(Records from a data collection)
*** Begin section ***

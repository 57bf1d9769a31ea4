// Block-structured on-disk archive for a (partition, graph, cell storage,
// metric) quadruple. Each named block is framed by a 4-byte canary at its
// start and end (corruption detection) and a 64-bit element count (so a
// reader can sanity-check a block's length against the layout it expects)
// before the bincode-encoded payload. See SPEC_FULL.md §6 for the required
// block names; this module mirrors the page-header/magic-number idiom this
// codebase already uses for on-disk framing elsewhere (`native_graph_storage`).

use crate::cell_storage::{CellLayout, CellStorage, Metric};
use crate::error::MlcrpError;
use crate::graph::{self, EdgeDataPayload, MultiLevelGraph};
use crate::observability::{log_operation, Operation};
use crate::partition::{LevelInfo, MultiLevelPartition};
use crate::storage::Backing;
use crate::types::{EdgeDistance, EdgeDuration, EdgeWeight, NodeID};
use serde::{de::DeserializeOwned, Serialize};
use std::fs::File;
use std::io::{BufReader, BufWriter, Read, Write};
use std::path::Path;

const MAGIC_START: &[u8; 4] = b"MLC[";
const MAGIC_END: &[u8; 4] = b"]MLC";

fn io_err(detail: impl std::fmt::Display) -> MlcrpError {
    MlcrpError::IncompatibleData {
        block: "<io>".to_string(),
        detail: detail.to_string(),
    }
}

/// Sequential writer for one archive file. Blocks must be written in the
/// same order a matching `ArchiveReader` will read them; the format carries
/// no block index, matching the "append-only named byte blocks" contract in
/// SPEC_FULL.md §6.
pub struct ArchiveWriter {
    writer: BufWriter<File>,
}

impl ArchiveWriter {
    pub fn create(path: impl AsRef<Path>) -> Result<Self, MlcrpError> {
        let file = File::create(path).map_err(io_err)?;
        Ok(Self { writer: BufWriter::new(file) })
    }

    /// Write one named block: start canary, name, element count, payload
    /// length, bincode-encoded payload, end canary.
    pub fn write_block<T: Serialize>(
        &mut self,
        name: &str,
        element_count: u64,
        value: &T,
    ) -> Result<(), MlcrpError> {
        let payload = bincode::serialize(value).map_err(|e| MlcrpError::IncompatibleData {
            block: name.to_string(),
            detail: format!("failed to encode block: {e}"),
        })?;

        self.writer.write_all(MAGIC_START).map_err(io_err)?;
        let name_bytes = name.as_bytes();
        self.writer.write_all(&(name_bytes.len() as u32).to_le_bytes()).map_err(io_err)?;
        self.writer.write_all(name_bytes).map_err(io_err)?;
        self.writer.write_all(&element_count.to_le_bytes()).map_err(io_err)?;
        self.writer.write_all(&(payload.len() as u64).to_le_bytes()).map_err(io_err)?;
        self.writer.write_all(&payload).map_err(io_err)?;
        self.writer.write_all(MAGIC_END).map_err(io_err)?;

        log_operation(&Operation::ArchiveSaved { block: name.to_string() });
        Ok(())
    }

    pub fn finish(mut self) -> Result<(), MlcrpError> {
        self.writer.flush().map_err(io_err)
    }
}

/// Sequential reader, the dual of `ArchiveWriter`.
pub struct ArchiveReader {
    reader: BufReader<File>,
}

impl ArchiveReader {
    pub fn open(path: impl AsRef<Path>) -> Result<Self, MlcrpError> {
        let file = File::open(path).map_err(io_err)?;
        Ok(Self { reader: BufReader::new(file) })
    }

    /// Read the next block, asserting its name matches `expected_name` and
    /// both canaries are intact. Returns `(element_count, value)`.
    pub fn read_block<T: DeserializeOwned>(
        &mut self,
        expected_name: &str,
    ) -> Result<(u64, T), MlcrpError> {
        let mut magic = [0u8; 4];
        self.reader.read_exact(&mut magic).map_err(io_err)?;
        if &magic != MAGIC_START {
            return Err(MlcrpError::IncompatibleData {
                block: expected_name.to_string(),
                detail: "start canary mismatch".to_string(),
            });
        }

        let mut len_buf = [0u8; 4];
        self.reader.read_exact(&mut len_buf).map_err(io_err)?;
        let name_len = u32::from_le_bytes(len_buf) as usize;
        let mut name_buf = vec![0u8; name_len];
        self.reader.read_exact(&mut name_buf).map_err(io_err)?;
        let name = String::from_utf8(name_buf).map_err(|e| MlcrpError::IncompatibleData {
            block: expected_name.to_string(),
            detail: format!("block name is not valid utf-8: {e}"),
        })?;
        if name != expected_name {
            return Err(MlcrpError::IncompatibleData {
                block: expected_name.to_string(),
                detail: format!("expected block `{expected_name}`, found `{name}`"),
            });
        }

        let mut count_buf = [0u8; 8];
        self.reader.read_exact(&mut count_buf).map_err(io_err)?;
        let element_count = u64::from_le_bytes(count_buf);

        let mut payload_len_buf = [0u8; 8];
        self.reader.read_exact(&mut payload_len_buf).map_err(io_err)?;
        let payload_len = u64::from_le_bytes(payload_len_buf) as usize;
        let mut payload = vec![0u8; payload_len];
        self.reader.read_exact(&mut payload).map_err(io_err)?;

        let value: T = bincode::deserialize(&payload).map_err(|e| MlcrpError::IncompatibleData {
            block: name.clone(),
            detail: format!("failed to decode block: {e}"),
        })?;

        let mut end_magic = [0u8; 4];
        self.reader.read_exact(&mut end_magic).map_err(io_err)?;
        if &end_magic != MAGIC_END {
            return Err(MlcrpError::IncompatibleData {
                block: name,
                detail: "end canary mismatch".to_string(),
            });
        }

        log_operation(&Operation::ArchiveLoaded { block: expected_name.to_string() });
        Ok((element_count, value))
    }
}

fn check_len(block: &str, declared: u64, actual: usize) -> Result<(), MlcrpError> {
    if declared != actual as u64 {
        return Err(MlcrpError::IncompatibleData {
            block: block.to_string(),
            detail: format!("declared element count {declared} does not match decoded length {actual}"),
        });
    }
    Ok(())
}

/// Persists or restores the full (partition, graph, cell storage, metric)
/// quadruple as one archive file, block by block, in the order listed in
/// SPEC_FULL.md §6.
pub struct Archive;

impl Archive {
    pub fn save<D: EdgeDataPayload + Serialize>(
        path: impl AsRef<Path>,
        partition: &MultiLevelPartition<'_>,
        graph: &MultiLevelGraph<'_, D>,
        storage: &CellStorage,
        metric: &Metric,
    ) -> Result<(), MlcrpError> {
        let mut w = ArchiveWriter::create(path)?;

        w.write_block("mlp/level_data", partition.level_infos().len() as u64, &partition.level_infos().to_vec())?;
        w.write_block("mlp/partition", partition.packed_words().len() as u64, &partition.packed_words().to_vec())?;
        let (children_flat, children_offsets) = partition.children_tables();
        let children_element_count: u64 = children_flat.iter().map(|v| v.len() as u64).sum();
        w.write_block(
            "mlp/cell_to_children",
            children_element_count,
            &(children_flat.to_vec(), children_offsets.to_vec()),
        )?;

        w.write_block("mlg/node_array", graph.node_array_raw().len() as u64, &graph.node_array_raw().to_vec())?;
        w.write_block(
            "mlg/edge_array",
            graph.targets_raw().len() as u64,
            &(graph.targets_raw().to_vec(), graph.edge_data_raw().to_vec()),
        )?;
        w.write_block(
            "mlg/node_to_edge_offset",
            graph.node_to_edge_offset_raw().len() as u64,
            &graph.node_to_edge_offset_raw().to_vec(),
        )?;
        w.write_block("mlg/connectivity_checksum", 1, &graph.checksum())?;

        w.write_block(
            "cells/source_boundary",
            storage.source_boundary_raw().len() as u64,
            &storage.source_boundary_raw().to_vec(),
        )?;
        w.write_block(
            "cells/destination_boundary",
            storage.destination_boundary_raw().len() as u64,
            &storage.destination_boundary_raw().to_vec(),
        )?;
        w.write_block("cells/cells", storage.cells_raw().len() as u64, &storage.cells_raw().to_vec())?;
        w.write_block("cells/level_offsets", storage.level_offsets_raw().len() as u64, &storage.level_offsets_raw().to_vec())?;

        w.write_block("metric/weights", metric.len() as u64, &metric.weight_raw().to_vec())?;
        w.write_block("metric/durations", metric.len() as u64, &metric.duration_raw().to_vec())?;
        w.write_block("metric/distances", metric.len() as u64, &metric.distance_raw().to_vec())?;

        w.finish()
    }

    /// Load a previously saved archive. The graph's stored connectivity
    /// checksum is recomputed from the loaded CSR arrays and compared to the
    /// stored value; a mismatch is reported as `IncompatibleData` naming
    /// `mlg/connectivity_checksum` rather than silently trusting stale data.
    #[allow(clippy::type_complexity)]
    pub fn load<D: EdgeDataPayload + DeserializeOwned>(
        path: impl AsRef<Path>,
    ) -> Result<(MultiLevelPartition<'static>, MultiLevelGraph<'static, D>, CellStorage, Metric), MlcrpError> {
        let mut r = ArchiveReader::open(path)?;

        let (level_count, level_info): (u64, Vec<LevelInfo>) = r.read_block("mlp/level_data")?;
        check_len("mlp/level_data", level_count, level_info.len())?;
        let (node_count, packed): (u64, Vec<u64>) = r.read_block("mlp/partition")?;
        check_len("mlp/partition", node_count, packed.len())?;
        let (_, (children_flat, children_offsets)): (u64, (Vec<Vec<u32>>, Vec<Vec<(u32, u32)>>)) =
            r.read_block("mlp/cell_to_children")?;

        let partition = MultiLevelPartition::from_parts(
            Backing::Owned(packed),
            level_info,
            children_flat,
            children_offsets,
        );

        let (node_array_count, node_array): (u64, Vec<u32>) = r.read_block("mlg/node_array")?;
        check_len("mlg/node_array", node_array_count, node_array.len())?;
        let (edge_count, (targets, edge_data)): (u64, (Vec<u32>, Vec<D>)) = r.read_block("mlg/edge_array")?;
        check_len("mlg/edge_array", edge_count, targets.len())?;
        if edge_data.len() != targets.len() {
            return Err(MlcrpError::IncompatibleData {
                block: "mlg/edge_array".to_string(),
                detail: "target and edge-data arrays have different lengths".to_string(),
            });
        }
        let (offset_count, node_to_edge_offset): (u64, Vec<u8>) = r.read_block("mlg/node_to_edge_offset")?;
        check_len("mlg/node_to_edge_offset", offset_count, node_to_edge_offset.len())?;
        let (_, stored_checksum): (u64, u32) = r.read_block("mlg/connectivity_checksum")?;

        let graph_node_count = node_array.len().saturating_sub(1);
        let recomputed = graph::compute_checksum(graph_node_count, &node_array, &targets);
        if recomputed != stored_checksum {
            return Err(MlcrpError::IncompatibleData {
                block: "mlg/connectivity_checksum".to_string(),
                detail: format!(
                    "stored checksum {stored_checksum} does not match recomputed checksum {recomputed}"
                ),
            });
        }

        let num_levels = partition.number_of_levels();
        let stride = num_levels as usize + 2;
        let max_border_node_id = if node_to_edge_offset.is_empty() || stride == 0 {
            None
        } else {
            Some((node_to_edge_offset.len() / stride).saturating_sub(1) as u32)
        };

        let graph = MultiLevelGraph::from_parts(
            Backing::Owned(node_array),
            Backing::Owned(targets),
            Backing::Owned(edge_data),
            Backing::Owned(node_to_edge_offset),
            num_levels,
            max_border_node_id,
            stored_checksum,
        );

        let (source_count, source_boundary): (u64, Vec<NodeID>) = r.read_block("cells/source_boundary")?;
        check_len("cells/source_boundary", source_count, source_boundary.len())?;
        let (dest_count, destination_boundary): (u64, Vec<NodeID>) = r.read_block("cells/destination_boundary")?;
        check_len("cells/destination_boundary", dest_count, destination_boundary.len())?;
        let (cell_count, cells): (u64, Vec<CellLayout>) = r.read_block("cells/cells")?;
        check_len("cells/cells", cell_count, cells.len())?;
        let (offsets_count, level_offsets): (u64, Vec<u32>) = r.read_block("cells/level_offsets")?;
        check_len("cells/level_offsets", offsets_count, level_offsets.len())?;

        let storage = CellStorage::from_parts(source_boundary, destination_boundary, cells, level_offsets);

        let (weight_count, weight): (u64, Vec<EdgeWeight>) = r.read_block("metric/weights")?;
        check_len("metric/weights", weight_count, weight.len())?;
        let (duration_count, duration): (u64, Vec<EdgeDuration>) = r.read_block("metric/durations")?;
        check_len("metric/durations", duration_count, duration.len())?;
        let (distance_count, distance): (u64, Vec<EdgeDistance>) = r.read_block("metric/distances")?;
        check_len("metric/distances", distance_count, distance.len())?;

        let metric = Metric::from_parts(weight, duration, distance);

        Ok((partition, graph, storage, metric))
    }
}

*** End section ***

▸ **PROBLEM DETAILS**: Say how many lines above include "encoded", please, and nothing else.

▸ **TASK OUTPUT**: 2